* [Assignment]
Give again the entries below exactly, beginning at the first line and ending at the line with "position, w intensity".

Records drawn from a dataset
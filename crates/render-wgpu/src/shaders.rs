/// WGSL for the lit pass (`vs_main`/`fs_main`) and the shadow depth pass
/// (`vs_shadow`). Both consume the same vertex and instance layouts.
pub const SCENE_SHADER: &str = r#"
const PI: f32 = 3.141592653589793;

struct Globals {
    view_proj: mat4x4<f32>,
    light_view_proj: mat4x4<f32>,
    camera_pos: vec4<f32>,
    // xyz position, w intensity
    light_pos: vec4<f32>,
    // xyz direction, w range (0 = unbounded)
    light_dir: vec4<f32>,
    // rgb linear color, w decay exponent
    light_color: vec4<f32>,
    // outer cone cos, inner cone cos, shadow bias, light enabled
    light_cone: vec4<f32>,
    // rgb ambient, w shadows enabled
    ambient: vec4<f32>,
};

@group(0) @binding(0)
var<uniform> globals: Globals;

@group(1) @binding(0)
var shadow_map: texture_depth_2d;
@group(1) @binding(1)
var shadow_sampler: sampler_comparison;

struct VertexInput {
    @location(0) position: vec3<f32>,
    @location(1) normal: vec3<f32>,
};

struct InstanceInput {
    @location(2) model_0: vec4<f32>,
    @location(3) model_1: vec4<f32>,
    @location(4) model_2: vec4<f32>,
    @location(5) model_3: vec4<f32>,
    @location(6) normal_0: vec4<f32>,
    @location(7) normal_1: vec4<f32>,
    @location(8) normal_2: vec4<f32>,
    @location(9) color: vec4<f32>,
    // x receive shadow
    @location(10) flags: vec4<f32>,
};

struct VertexOutput {
    @builtin(position) clip_position: vec4<f32>,
    @location(0) world_pos: vec3<f32>,
    @location(1) world_normal: vec3<f32>,
    @location(2) color: vec4<f32>,
    @location(3) receive_shadow: f32,
};

fn model_matrix(instance: InstanceInput) -> mat4x4<f32> {
    return mat4x4<f32>(
        instance.model_0,
        instance.model_1,
        instance.model_2,
        instance.model_3,
    );
}

@vertex
fn vs_main(vertex: VertexInput, instance: InstanceInput) -> VertexOutput {
    let world = model_matrix(instance) * vec4<f32>(vertex.position, 1.0);
    let normal_matrix = mat3x3<f32>(
        instance.normal_0.xyz,
        instance.normal_1.xyz,
        instance.normal_2.xyz,
    );

    var out: VertexOutput;
    out.clip_position = globals.view_proj * world;
    out.world_pos = world.xyz;
    out.world_normal = normal_matrix * vertex.normal;
    out.color = instance.color;
    out.receive_shadow = instance.flags.x;
    return out;
}

@vertex
fn vs_shadow(vertex: VertexInput, instance: InstanceInput) -> @builtin(position) vec4<f32> {
    return globals.light_view_proj * model_matrix(instance) * vec4<f32>(vertex.position, 1.0);
}

// Fraction of the 3x3 neighbourhood that is lit. Points outside the
// light frustum are treated as lit.
fn shadow_factor(world_pos: vec3<f32>) -> f32 {
    let light_clip = globals.light_view_proj * vec4<f32>(world_pos, 1.0);
    let ndc = light_clip.xyz / light_clip.w;
    let uv = vec2<f32>(ndc.x * 0.5 + 0.5, -ndc.y * 0.5 + 0.5);
    let depth_ref = ndc.z + globals.light_cone.z;
    let texel = 1.0 / vec2<f32>(textureDimensions(shadow_map));

    var lit = 0.0;
    for (var y = -1; y <= 1; y = y + 1) {
        for (var x = -1; x <= 1; x = x + 1) {
            let offset = vec2<f32>(f32(x), f32(y)) * texel;
            lit = lit + textureSampleCompareLevel(shadow_map, shadow_sampler, uv + offset, depth_ref);
        }
    }
    lit = lit / 9.0;

    let inside = light_clip.w > 0.0
        && all(uv >= vec2<f32>(0.0))
        && all(uv <= vec2<f32>(1.0))
        && ndc.z <= 1.0;
    return select(1.0, lit, inside);
}

@fragment
fn fs_main(in: VertexOutput, @builtin(front_facing) front_facing: bool) -> @location(0) vec4<f32> {
    var n = normalize(in.world_normal);
    if (!front_facing) {
        n = -n;
    }
    let base = in.color.rgb;
    var color = globals.ambient.rgb * base;

    if (globals.light_cone.w > 0.5) {
        let to_light = globals.light_pos.xyz - in.world_pos;
        let dist = length(to_light);
        let l = to_light / max(dist, 1e-4);
        let n_dot_l = max(dot(n, l), 0.0);

        let cos_angle = dot(-l, normalize(globals.light_dir.xyz));
        let spot = smoothstep(globals.light_cone.x, globals.light_cone.y, cos_angle);

        var attenuation = globals.light_pos.w / max(pow(dist, globals.light_color.w), 0.01);
        let range = globals.light_dir.w;
        if (range > 0.0) {
            let cutoff = saturate(1.0 - pow(dist / range, 4.0));
            attenuation = attenuation * cutoff * cutoff;
        }

        var shadow = 1.0;
        if (in.receive_shadow > 0.5 && globals.ambient.w > 0.5) {
            shadow = shadow_factor(in.world_pos);
        }

        color = color + base * globals.light_color.rgb * (n_dot_l * spot * attenuation * shadow / PI);
    }

    return vec4<f32>(color, in.color.a);
}
"#;
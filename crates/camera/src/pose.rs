use glam::{Mat4, Vec3};

/// Perspective camera looking from `position` at `target`.
#[derive(Debug, Clone, Copy, PartialEq)]
pub struct CameraPose {
    pub position: Vec3,
    pub target: Vec3,
    /// Vertical field of view in degrees.
    pub fov_degrees: f32,
    pub aspect: f32,
    pub near_clip: f32,
    pub far_clip: f32,
}

impl Default for CameraPose {
    fn default() -> Self {
        Self::new(45.0, 16.0 / 9.0, 1.0, 1000.0, Vec3::new(0.0, 0.0, 10.0))
    }
}

impl CameraPose {
    /// Camera at `position` looking at the origin.
    pub fn new(fov_degrees: f32, aspect: f32, near_clip: f32, far_clip: f32, position: Vec3) -> Self {
        Self {
            position,
            target: Vec3::ZERO,
            fov_degrees,
            aspect,
            near_clip,
            far_clip,
        }
    }

    pub fn with_target(mut self, target: Vec3) -> Self {
        self.target = target;
        self
    }

    /// Update the aspect ratio. Non-finite or non-positive values are ignored.
    pub fn set_aspect(&mut self, aspect: f32) {
        if aspect.is_finite() && aspect > 0.0 {
            self.aspect = aspect;
        }
    }

    /// Distance between the camera and its target.
    pub fn distance(&self) -> f32 {
        (self.position - self.target).length()
    }

    /// Angle between the world up axis and the target-to-camera direction,
    /// in radians: 0 looks straight down, π/2 is level.
    pub fn polar_angle(&self) -> f32 {
        let offset = self.position - self.target;
        let len = offset.length();
        if len <= f32::EPSILON {
            return 0.0;
        }
        (offset.y / len).clamp(-1.0, 1.0).acos()
    }

    pub fn forward(&self) -> Vec3 {
        (self.target - self.position).try_normalize().unwrap_or(Vec3::NEG_Z)
    }

    pub fn right(&self) -> Vec3 {
        self.forward().cross(Vec3::Y).try_normalize().unwrap_or(Vec3::X)
    }

    pub fn up(&self) -> Vec3 {
        self.right().cross(self.forward())
    }

    pub fn view_matrix(&self) -> Mat4 {
        Mat4::look_at_rh(self.position, self.target, Vec3::Y)
    }

    pub fn projection_matrix(&self) -> Mat4 {
        Mat4::perspective_rh(
            self.fov_degrees.to_radians(),
            self.aspect,
            self.near_clip,
            self.far_clip,
        )
    }

    pub fn view_projection(&self) -> Mat4 {
        self.projection_matrix() * self.view_matrix()
    }
}

#[cfg(test)]
mod tests {
    use super::*;

    #[test]
    fn default_pose_has_valid_matrices() {
        let pose = CameraPose::default();
        let vp = pose.view_projection();
        assert!(!vp.col(0).x.is_nan());
    }

    #[test]
    fn target_projects_to_screen_centre() {
        let pose = CameraPose::new(45.0, 1.5, 1.0, 1000.0, Vec3::new(4.0, 5.0, 11.0))
            .with_target(Vec3::new(0.0, 1.0, 0.0));
        let ndc = pose.view_projection().project_point3(pose.target);
        assert!(ndc.x.abs() < 1e-5 && ndc.y.abs() < 1e-5);
    }

    #[test]
    fn polar_angle_and_distance() {
        let above = CameraPose::new(45.0, 1.0, 0.1, 100.0, Vec3::new(0.0, 5.0, 0.0));
        assert!(above.polar_angle().abs() < 1e-6);
        assert!((above.distance() - 5.0).abs() < 1e-6);

        let level = CameraPose::new(45.0, 1.0, 0.1, 100.0, Vec3::new(3.0, 0.0, 0.0));
        assert!((level.polar_angle() - std::f32::consts::FRAC_PI_2).abs() < 1e-6);
    }

    #[test]
    fn invalid_aspect_is_ignored() {
        let mut pose = CameraPose::default();
        pose.set_aspect(0.0);
        pose.set_aspect(f32::NAN);
        assert_eq!(pose.aspect, 16.0 / 9.0);
        pose.set_aspect(2.0);
        assert_eq!(pose.aspect, 2.0);
    }

    #[test]
    fn basis_is_orthonormal() {
        let pose = CameraPose::default().with_target(Vec3::new(1.0, -2.0, 0.5));
        let (f, r, u) = (pose.forward(), pose.right(), pose.up());
        assert!(f.dot(r).abs() < 1e-5);
        assert!(f.dot(u).abs() < 1e-5);
        assert!((u.length() - 1.0).abs() < 1e-5);
    }
}
use orbitview_common::Color;
use serde::{Deserialize, Serialize};

/// The drawable surface: logical size, pixel density, clear color.
///
/// Dimensions are never zero; `resize` clamps them to at least one pixel.
#[derive(Debug, Clone, Copy, PartialEq, Serialize, Deserialize)]
pub struct Viewport {
    width_px: u32,
    height_px: u32,
    pixel_ratio: f32,
    clear_color: Color,
}

impl Default for Viewport {
    fn default() -> Self {
        Self::configure(1280, 720, 1.0, Color::BLACK)
    }
}

impl Viewport {
    pub fn configure(width: u32, height: u32, pixel_ratio: f32, clear_color: Color) -> Self {
        Self {
            width_px: width.max(1),
            height_px: height.max(1),
            pixel_ratio: sanitize_ratio(pixel_ratio),
            clear_color,
        }
    }

    /// Apply a new logical size. Returns `false` if nothing changed.
    pub fn resize(&mut self, width: u32, height: u32) -> bool {
        let (width, height) = (width.max(1), height.max(1));
        if (width, height) == (self.width_px, self.height_px) {
            return false;
        }
        tracing::debug!(width, height, "viewport resized");
        self.width_px = width;
        self.height_px = height;
        true
    }

    /// Apply a new device pixel ratio. Returns `false` if nothing changed.
    pub fn set_pixel_ratio(&mut self, pixel_ratio: f32) -> bool {
        let pixel_ratio = sanitize_ratio(pixel_ratio);
        if pixel_ratio == self.pixel_ratio {
            return false;
        }
        self.pixel_ratio = pixel_ratio;
        true
    }

    pub fn width(&self) -> u32 {
        self.width_px
    }

    pub fn height(&self) -> u32 {
        self.height_px
    }

    pub fn pixel_ratio(&self) -> f32 {
        self.pixel_ratio
    }

    pub fn clear_color(&self) -> Color {
        self.clear_color
    }

    pub fn aspect(&self) -> f32 {
        self.width_px as f32 / self.height_px as f32
    }

    /// Size of the backing surface in physical pixels.
    pub fn surface_size(&self) -> (u32, u32) {
        let scale = |v: u32| ((v as f32 * self.pixel_ratio).round() as u32).max(1);
        (scale(self.width_px), scale(self.height_px))
    }
}

fn sanitize_ratio(ratio: f32) -> f32 {
    if ratio.is_finite() && ratio > 0.0 {
        ratio
    } else {
        1.0
    }
}

#[cfg(test)]
mod tests {
    use super::*;

    #[test]
    fn resize_clamps_to_one_pixel() {
        let mut vp = Viewport::default();
        assert!(vp.resize(0, 0));
        assert_eq!((vp.width(), vp.height()), (1, 1));
        assert_eq!(vp.aspect(), 1.0);

        assert!(vp.resize(800, 0));
        assert_eq!((vp.width(), vp.height()), (800, 1));
        assert_eq!(vp.aspect(), 800.0);
    }

    #[test]
    fn resize_is_idempotent() {
        let mut vp = Viewport::configure(640, 480, 1.0, Color::BLACK);
        assert!(!vp.resize(640, 480));
        assert!(vp.resize(1024, 768));
        assert!(!vp.resize(1024, 768));
        assert!((vp.aspect() - 4.0 / 3.0).abs() < 1e-6);
    }

    #[test]
    fn surface_size_follows_pixel_ratio() {
        let mut vp = Viewport::configure(800, 600, 2.0, Color::BLACK);
        assert_eq!(vp.surface_size(), (1600, 1200));
        assert!(vp.set_pixel_ratio(1.5));
        assert_eq!(vp.surface_size(), (1200, 900));
        assert!(!vp.set_pixel_ratio(1.5));
        assert!(vp.set_pixel_ratio(f32::NAN));
        assert_eq!(vp.pixel_ratio(), 1.0);
    }

    #[test]
    fn configure_never_yields_zero() {
        let vp = Viewport::configure(0, 0, -3.0, Color::WHITE);
        assert_eq!((vp.width(), vp.height()), (1, 1));
        assert_eq!(vp.pixel_ratio(), 1.0);
        assert_eq!(vp.clear_color(), Color::WHITE);
    }
}
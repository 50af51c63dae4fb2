use glam::{Mat4, Quat, Vec3};
use serde::{Deserialize, Serialize};
use uuid::Uuid;

/// Identity of one scene graph. Node ids carry it so a node from one graph
/// can never be mistaken for a node of another.
#[derive(Debug, Clone, Copy, PartialEq, Eq, Hash, PartialOrd, Ord, Serialize, Deserialize)]
pub struct SceneId(pub Uuid);

impl SceneId {
    pub fn new() -> Self {
        Self(Uuid::new_v4())
    }
}

impl Default for SceneId {
    fn default() -> Self {
        Self::new()
    }
}

/// Identifier of one asset load request, used to correlate log lines.
#[derive(Debug, Clone, Copy, PartialEq, Eq, Hash, Serialize, Deserialize)]
pub struct LoadId(pub Uuid);

impl LoadId {
    pub fn new() -> Self {
        Self(Uuid::new_v4())
    }

    /// First eight hex digits, for log output.
    pub fn short(&self) -> String {
        self.0.to_string()[..8].to_string()
    }
}

impl Default for LoadId {
    fn default() -> Self {
        Self::new()
    }
}

/// Content-addressed handle to mesh geometry in a mesh store.
#[derive(Debug, Clone, Copy, PartialEq, Eq, Hash, PartialOrd, Ord, Serialize, Deserialize)]
pub struct MeshHandle(pub u64);

/// Spatial transform: position, rotation, scale.
#[derive(Debug, Clone, Copy, PartialEq, Serialize, Deserialize)]
pub struct Transform {
    pub position: Vec3,
    pub rotation: Quat,
    pub scale: Vec3,
}

impl Default for Transform {
    fn default() -> Self {
        Self {
            position: Vec3::ZERO,
            rotation: Quat::IDENTITY,
            scale: Vec3::ONE,
        }
    }
}

impl Transform {
    pub fn from_position(position: Vec3) -> Self {
        Self {
            position,
            ..Self::default()
        }
    }

    /// Local-to-parent matrix (scale, then rotate, then translate).
    pub fn to_matrix(&self) -> Mat4 {
        Mat4::from_scale_rotation_translation(self.scale, self.rotation, self.position)
    }
}

/// An RGBA color with components in the sRGB encoding, 0..=1.
#[derive(Debug, Clone, Copy, PartialEq, Serialize, Deserialize)]
pub struct Color {
    pub r: f32,
    pub g: f32,
    pub b: f32,
    pub a: f32,
}

impl Color {
    pub const BLACK: Self = Self::rgb(0.0, 0.0, 0.0);
    pub const WHITE: Self = Self::rgb(1.0, 1.0, 1.0);
    pub const RED: Self = Self::rgb(1.0, 0.0, 0.0);

    pub const fn rgb(r: f32, g: f32, b: f32) -> Self {
        Self { r, g, b, a: 1.0 }
    }

    /// Build an opaque color from a `0xRRGGBB` literal.
    pub fn from_hex(hex: u32) -> Self {
        let channel = |shift: u32| ((hex >> shift) & 0xff) as f32 / 255.0;
        Self::rgb(channel(16), channel(8), channel(0))
    }

    /// Convert to linear light for shading. Alpha is passed through.
    pub fn to_linear(self) -> [f32; 4] {
        fn decode(c: f32) -> f32 {
            if c <= 0.04045 {
                c / 12.92
            } else {
                ((c + 0.055) / 1.055).powf(2.4)
            }
        }
        [decode(self.r), decode(self.g), decode(self.b), self.a]
    }

    /// Build from linear-light components, as stored in glTF material factors.
    pub fn from_linear(linear: [f32; 4]) -> Self {
        fn encode(c: f32) -> f32 {
            let c = c.clamp(0.0, 1.0);
            if c <= 0.003_130_8 {
                c * 12.92
            } else {
                1.055 * c.powf(1.0 / 2.4) - 0.055
            }
        }
        Self {
            r: encode(linear[0]),
            g: encode(linear[1]),
            b: encode(linear[2]),
            a: linear[3],
        }
    }

    pub fn to_array(self) -> [f32; 4] {
        [self.r, self.g, self.b, self.a]
    }
}

impl Default for Color {
    fn default() -> Self {
        Self::WHITE
    }
}

#[cfg(test)]
mod tests {
    use super::*;

    #[test]
    fn scene_id_uniqueness() {
        let a = SceneId::new();
        let b = SceneId::new();
        assert_ne!(a, b);
    }

    #[test]
    fn transform_default_is_identity() {
        let t = Transform::default();
        assert_eq!(t.position, Vec3::ZERO);
        assert_eq!(t.rotation, Quat::IDENTITY);
        assert_eq!(t.scale, Vec3::ONE);
        assert_eq!(t.to_matrix(), Mat4::IDENTITY);
    }

    #[test]
    fn transform_matrix_translates() {
        let t = Transform::from_position(Vec3::new(0.0, 1.05, -1.0));
        let p = t.to_matrix().transform_point3(Vec3::ZERO);
        assert!((p - Vec3::new(0.0, 1.05, -1.0)).length() < 1e-6);
    }

    #[test]
    fn color_from_hex() {
        let c = Color::from_hex(0x555555);
        assert!((c.r - 85.0 / 255.0).abs() < 1e-6);
        assert_eq!(c.r, c.g);
        assert_eq!(c.a, 1.0);
        assert_eq!(Color::from_hex(0xff0000), Color::RED);
    }

    #[test]
    fn linear_conversion_keeps_endpoints() {
        assert_eq!(Color::BLACK.to_linear(), [0.0, 0.0, 0.0, 1.0]);
        let white = Color::WHITE.to_linear();
        assert!((white[0] - 1.0).abs() < 1e-6);
        let grey = Color::from_hex(0x555555).to_linear();
        assert!(grey[0] < 85.0 / 255.0);
    }

    #[test]
    fn linear_round_trip_is_stable() {
        let c = Color::from_linear([0.8, 0.1, 0.02, 0.5]);
        let back = c.to_linear();
        assert!((back[0] - 0.8).abs() < 1e-4);
        assert!((back[1] - 0.1).abs() < 1e-4);
        assert!((back[2] - 0.02).abs() < 1e-4);
        assert_eq!(back[3], 0.5);
    }

    #[test]
    fn load_id_short_form() {
        assert_eq!(LoadId::new().short().len(), 8);
    }
}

* [Response]
filename crates/render-wgpu/src/shaders.rs
/// WGSL for the lit pass (`vs_main`/`fs_main`) and the shadow depth pass
/// (`vs_shadow`). Both consume the same vertex and instance layouts.
pub const SCENE_SHADER: &str = r#"
const PI: f32 = 3.141592653589793;

struct Globals {
    view_proj: mat4x4<f32>,
    light_view_proj: mat4x4<f32>,
    camera_pos: vec4<f32>,
    // xyz position, w intensity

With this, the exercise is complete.